El Instituto Noruego de Investigación Marina (IMR) confirmó nuevas observaciones de estos organismos en las costas de Troms y el oeste de Finnmark, aunque por ahora en menor número que en años anteriores. Sin embargo, la industria mantiene la preocupación por el potencial impacto que podrían generar si aumentan su presencia, así lo publica fishfarmermagazine.
«Hasta ahora hay menos observaciones que en esta misma época los dos años anteriores, pero seguimos atentos», advirtió Tone Falkenhaug, investigadora del IMR.
Estas medusas —también conocidas como Perlesnormanet en Noruega— no son organismos individuales, sino colonias flotantes de pequeños animales que se comportan como una sola entidad. Pueden alcanzar hasta 30 metros de largo, con tentáculos cargados de veneno similar al de una ortiga, capaces de causar graves lesiones en los peces incluso después de desprenderse del cuerpo principal.

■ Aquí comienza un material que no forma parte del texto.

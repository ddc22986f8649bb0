//! Error handling for the biblio HTTP layer.
//!
//! Refusals coming out of the domain services are ordinary values; this
//! module is where they become status codes. Not-found maps to 404,
//! business refusals to 400, malformed request fields to 422.

use axum::{
    http::StatusCode,
    response::{IntoResponse, Response},
    Json,
};
use serde::Serialize;
use serde_json::json;
use thiserror::Error;
use time::OffsetDateTime;
use uuid::Uuid;

/// JSON body attached to every error response.
#[derive(Debug, Serialize)]
pub struct ErrorBody {
    pub code: String,
    pub message: String,
    pub details: Vec<serde_json::Value>,
    pub trace_id: String,
    pub timestamp: String,
}

/// Application error types that map to HTTP responses.
#[derive(Error, Debug)]
pub enum AppError {
    #[error("validation error: {message}")]
    Validation {
        details: Vec<serde_json::Value>,
        message: String,
    },

    #[error("not found: {message}")]
    NotFound { message: String },

    #[error("bad request: {message}")]
    BadRequest { message: String },

    #[error(transparent)]
    Internal(#[from] anyhow::Error),
}

impl AppError {
    /// Create a validation error with per-field details.
    pub fn validation(details: Vec<serde_json::Value>, message: impl Into<String>) -> Self {
        Self::Validation {
            details,
            message: message.into(),
        }
    }

    /// Create a not found error.
    pub fn not_found(message: impl Into<String>) -> Self {
        Self::NotFound {
            message: message.into(),
        }
    }

    /// Create a bad request error (business refusal).
    pub fn bad_request(message: impl Into<String>) -> Self {
        Self::BadRequest {
            message: message.into(),
        }
    }
}

impl IntoResponse for AppError {
    fn into_response(self) -> Response {
        let (status, code, message, details) = match self {
            AppError::Validation { details, message } => (
                StatusCode::UNPROCESSABLE_ENTITY,
                "validation_error",
                message,
                details,
            ),
            AppError::NotFound { message } => {
                (StatusCode::NOT_FOUND, "not_found", message, Vec::new())
            }
            AppError::BadRequest { message } => {
                (StatusCode::BAD_REQUEST, "bad_request", message, Vec::new())
            }
            AppError::Internal(e) => (
                StatusCode::INTERNAL_SERVER_ERROR,
                "internal_error",
                e.to_string(),
                Vec::new(),
            ),
        };

        let trace_id = Uuid::now_v7();

        tracing::error!(
            trace_id = %trace_id,
            error_code = code,
            status_code = status.as_u16(),
            "request error"
        );

        // In production, hide internal error details.
        let message = if cfg!(not(debug_assertions)) && status == StatusCode::INTERNAL_SERVER_ERROR
        {
            "an internal server error occurred".to_string()
        } else {
            message
        };

        let body = ErrorBody {
            code: code.to_string(),
            message,
            details,
            trace_id: trace_id.to_string(),
            timestamp: OffsetDateTime::now_utc().to_string(),
        };

        (status, Json(json!({ "error": body }))).into_response()
    }
}

#[cfg(test)]
mod tests {
    use super::*;
    use axum::http::StatusCode;

    #[test]
    fn validation_error_keeps_details() {
        let details = vec![serde_json::json!({"field": "title", "error": "required"})];
        let error = AppError::validation(details.clone(), "invalid book fields");

        match error {
            AppError::Validation {
                details: d,
                message,
            } => {
                assert_eq!(d, details);
                assert_eq!(message, "invalid book fields");
            }
            _ => panic!("expected Validation error"),
        }
    }

    #[test]
    fn not_found_maps_to_404() {
        let response = AppError::not_found("book not found").into_response();
        assert_eq!(response.status(), StatusCode::NOT_FOUND);
    }

    #[test]
    fn bad_request_maps_to_400() {
        let response = AppError::bad_request("no copies available").into_response();
        assert_eq!(response.status(), StatusCode::BAD_REQUEST);
    }

    #[test]
    fn validation_maps_to_422() {
        let response = AppError::validation(Vec::new(), "bad fields").into_response();
        assert_eq!(response.status(), StatusCode::UNPROCESSABLE_ENTITY);
    }

    #[test]
    fn internal_maps_to_500() {
        let response = AppError::Internal(anyhow::anyhow!("store unavailable")).into_response();
        assert_eq!(response.status(), StatusCode::INTERNAL_SERVER_ERROR);
    }
}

Un enemigo silencioso y errante
Uno de los principales desafíos que enfrentan los investigadores es entender por qué han reaparecido en los últimos años tras más de dos décadas sin causar problemas masivos. No se fijan al fondo marino, sino que se desplazan a merced de las corrientes oceánicas, lo que hace difícil predecir su comportamiento y trayectorias.
Una de las principales hipótesis del grupo de investigación Jellysafe del IMR es que estas medusas están llegando a la costa noruega desde el Atlántico medio, impulsadas por la corriente atlántica a través del estrecho de las Islas Feroe. Incluso se especula que algunas podrían tener origen cerca de Escocia.
El equipo científico continúa modelando posibles rutas para anticipar futuros movimientos de estas medusas y mitigar su impacto. Mientras tanto, los acuicultores vigilan de cerca los informes oceanográficos y biológicos, con la esperanza de que este año no se repita la catástrofe reciente.